Black coach wants to win because ‘everybody is watching’

Yolanda Bronston
Courtesy of Hudl

Yolanda Bronston’s simple goal as a coach is to improve each day. She is in her fifth season as head girls’ basketball coach at Saint John’s Country Day, a small private school in suburban Jacksonville, Fla. (Orange Park).  

Bronston was a featured speaker at Hudl’s Swish ’21 virtual event in September. Her 10-minute presentation on creating a championship culture was impressive enough that the MSR reached out to her to further expound.

“I want to be part of a winning program,” noted Bronston. “I’d seek out those coaches that I see are very successful. I’ve read everything that the late great coach Pat Summitt wrote, and I’ve tried to implement a lot of those things in everything that I do as a coach.” 

Bronston also follows Dawn Staley as the second Black woman to win a national championship and first Black woman to win an Olympic gold medal both as a player and head coach.

“Hopefully one day I’ll get to meet her and talk to her,” continued Bronston. “Dawn Staley has been like an idol of mine since I was 14 years old [when] she was playing at the University of Virginia. I learned from her as a player and as a coach as well.”

Bronston played Division I basketball (Central Connecticut State, 1991-95) and coached in college (Norfolk State assistant, 1996-98). But she admitted that she really didn’t see herself in coaching.

“I grew up in Blacksburg, Virginia—greatest small town in the country,” she said. “I just wanted to make money because I didn’t grow up with a lot of money.

“When I left Norfolk State, I got married and moved to Jacksonville, Fla.,” she noted. But soon thereafter, she realized that coaching was a part of her. “I looked around and tried to get [back in] coaching, but nothing panned out. I really wanted to get back into coaching, because I just loved it.”

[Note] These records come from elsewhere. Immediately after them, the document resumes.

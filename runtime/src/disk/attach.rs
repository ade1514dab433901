//! Exclusive block attachment of a backing file.
//!
//! At most one attachment may exist per backing file. Within the process a
//! registry of claimed paths enforces it; across processes a non-blocking
//! `flock` on the file does. Contention fails immediately.

use std::collections::BTreeSet;
use std::fs::{File, OpenOptions};
use std::path::{Path, PathBuf};
use std::sync::Arc;

use dockboot_core::error::{ConvertError, Result};
use nix::fcntl::{Flock, FlockArg};
use parking_lot::Mutex;

use super::backend::{AttachedDevice, DiskBackend};
use crate::tracker::{ResourceId, ResourceKind, ResourceTracker};

static CLAIMED: Mutex<BTreeSet<PathBuf>> = parking_lot::const_mutex(BTreeSet::new());

/// Exclusive claim on a backing file.
#[derive(Debug)]
pub struct AttachmentLock {
    path: PathBuf,
    _flock: Flock<File>,
}

impl AttachmentLock {
    /// Claim `image`, failing with `ResourceExhausted` if already claimed.
    pub fn acquire(image: &Path) -> Result<Self> {
        let path = image
            .canonicalize()
            .map_err(|e| ConvertError::io(format!("resolving {}", image.display()), e))?;

        if !CLAIMED.lock().insert(path.clone()) {
            return Err(ConvertError::ResourceExhausted(format!(
                "{} is already attached",
                path.display()
            )));
        }

        let file = OpenOptions::new()
            .read(true)
            .write(true)
            .open(&path)
            .map_err(|e| {
                CLAIMED.lock().remove(&path);
                ConvertError::io(format!("opening {}", path.display()), e)
            })?;

        match Flock::lock(file, FlockArg::LockExclusiveNonblock) {
            Ok(flock) => Ok(Self {
                path,
                _flock: flock,
            }),
            Err((_, errno)) => {
                CLAIMED.lock().remove(&path);
                Err(ConvertError::ResourceExhausted(format!(
                    "{} is locked by another process ({})",
                    path.display(),
                    errno
                )))
            }
        }
    }

    pub fn path(&self) -> &Path {
        &self.path
    }
}

impl Drop for AttachmentLock {
    fn drop(&mut self) {
        CLAIMED.lock().remove(&self.path);
    }
}

/// A tracked block attachment.
///
/// Detaching happens through the tracker, which also drops the claim.
#[derive(Debug)]
pub struct BlockAttachment {
    device: AttachedDevice,
    id: ResourceId,
}

impl BlockAttachment {
    /// Claim and attach `image`, registering the detach with `tracker`.
    pub fn acquire(
        tracker: &ResourceTracker,
        backend: Arc<dyn DiskBackend>,
        image: &Path,
        partitions: usize,
    ) -> Result<Self> {
        let lock = AttachmentLock::acquire(image)?;
        let device = backend.attach(image, partitions)?;

        let node = device.device.clone();
        let id = tracker.acquire(
            ResourceKind::BlockAttachment,
            node.display().to_string(),
            move || {
                let result = backend.detach(&node);
                drop(lock);
                result
            },
        );
        Ok(Self { device, id })
    }

    pub fn device(&self) -> &AttachedDevice {
        &self.device
    }

    /// Detach now. Everything mounted from the device must be released first.
    pub fn release(self, tracker: &ResourceTracker) -> Result<()> {
        tracker.release(self.id).map(|_| ())
    }
}
//! Per-conversion scratch directory.

use std::path::{Path, PathBuf};

use dockboot_core::error::{ConvertError, Result};

use crate::tracker::{ResourceKind, ResourceTracker};

/// Scratch directory holding downloaded blobs, the assembled root and mount points.
///
/// ```text
/// dockboot-XXXXXX/
/// ├── blobs/      (verified layer blobs, one file per digest)
/// ├── rootfs/     (assembled root filesystem)
/// └── mnt/
///     ├── root/   (root partition mount point)
///     └── boot/   (boot partition mount point, separate_boot only)
/// ```
#[derive(Debug, Clone)]
pub struct Workspace {
    root: PathBuf,
}

impl Workspace {
    /// Create a fresh workspace under `parent` (system temp dir if `None`).
    ///
    /// Unless `preserve` is set, the directory is registered with `tracker`
    /// and removed when the tracker unwinds.
    pub fn create(
        parent: Option<&Path>,
        preserve: bool,
        tracker: &ResourceTracker,
    ) -> Result<Self> {
        let parent = parent
            .map(Path::to_path_buf)
            .unwrap_or_else(std::env::temp_dir);
        std::fs::create_dir_all(&parent)
            .map_err(|e| ConvertError::io(format!("creating {}", parent.display()), e))?;

        let dir = tempfile::Builder::new()
            .prefix("dockboot-")
            .tempdir_in(&parent)
            .map_err(|e| ConvertError::io("creating workspace", e))?;

        let workspace = Self {
            root: dir.path().to_path_buf(),
        };
        for sub in [workspace.blobs_dir(), workspace.rootfs_dir(), workspace.mount_dir()] {
            std::fs::create_dir_all(&sub)
                .map_err(|e| ConvertError::io(format!("creating {}", sub.display()), e))?;
        }

        if preserve {
            let path = dir.into_path();
            tracing::info!(workspace = %path.display(), "Workspace will be preserved");
        } else {
            let label = workspace.root.display().to_string();
            tracker.acquire(ResourceKind::Workspace, label, move || {
                let path = dir.path().to_path_buf();
                dir.close()
                    .map_err(|e| ConvertError::io(format!("removing {}", path.display()), e))
            });
        }

        Ok(workspace)
    }

    pub fn path(&self) -> &Path {
        &self.root
    }

    pub fn blobs_dir(&self) -> PathBuf {
        self.root.join("blobs")
    }

    /// Local path of a downloaded blob.
    pub fn blob_path(&self, digest_hex: &str) -> PathBuf {
        self.blobs_dir().join(digest_hex)
    }

    pub fn rootfs_dir(&self) -> PathBuf {
        self.root.join("rootfs")
    }

    pub fn mount_dir(&self) -> PathBuf {
        self.root.join("mnt")
    }
}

When her youngest son started playing basketball, his coach asked Bronston to help out. Then she started coaching other youth teams “for a few years” while she was working at her day job—Bronston has an MBA. But a sudden change in her life became a wish fulfilled.

“I got downsized,” she recalled. “I called my husband and I was so happy. I knew that day I wanted to coach.”

The Saint John’s job “landed in my lap,” said Bronston, the school’s business office associate. “I started out as an assistant for the boys’ team (2016-17), and then ended up that very next season with the girls. This will be my fifth season with the girls.”

Her first season was the school’s first winning campaign in a long time. Bronston credits the change in attitude along with using Hudl technology, which is used by high school coaches around the country.

“I wish every team used Hudl because it makes it so much easier when we can exchange film,” declared Bronston. “That saves us time from having to go and watch games [in person]. Each of my players has their own login. Not only do we watch film together, they watch film individually.”

It’s more than basketball for Bronston. “It’s very important to me that I am an example for my players. Not just my African American players, [but also] for my players from other races. I may be the only Black woman that they come across every day. So, the example that I set for them is extremely important to me, because I know everybody is watching.

“When they leave me, what do I want them to leave with? That [Black women] are very capable of managing and running programs. I feel like that’s doing my part to change the world.”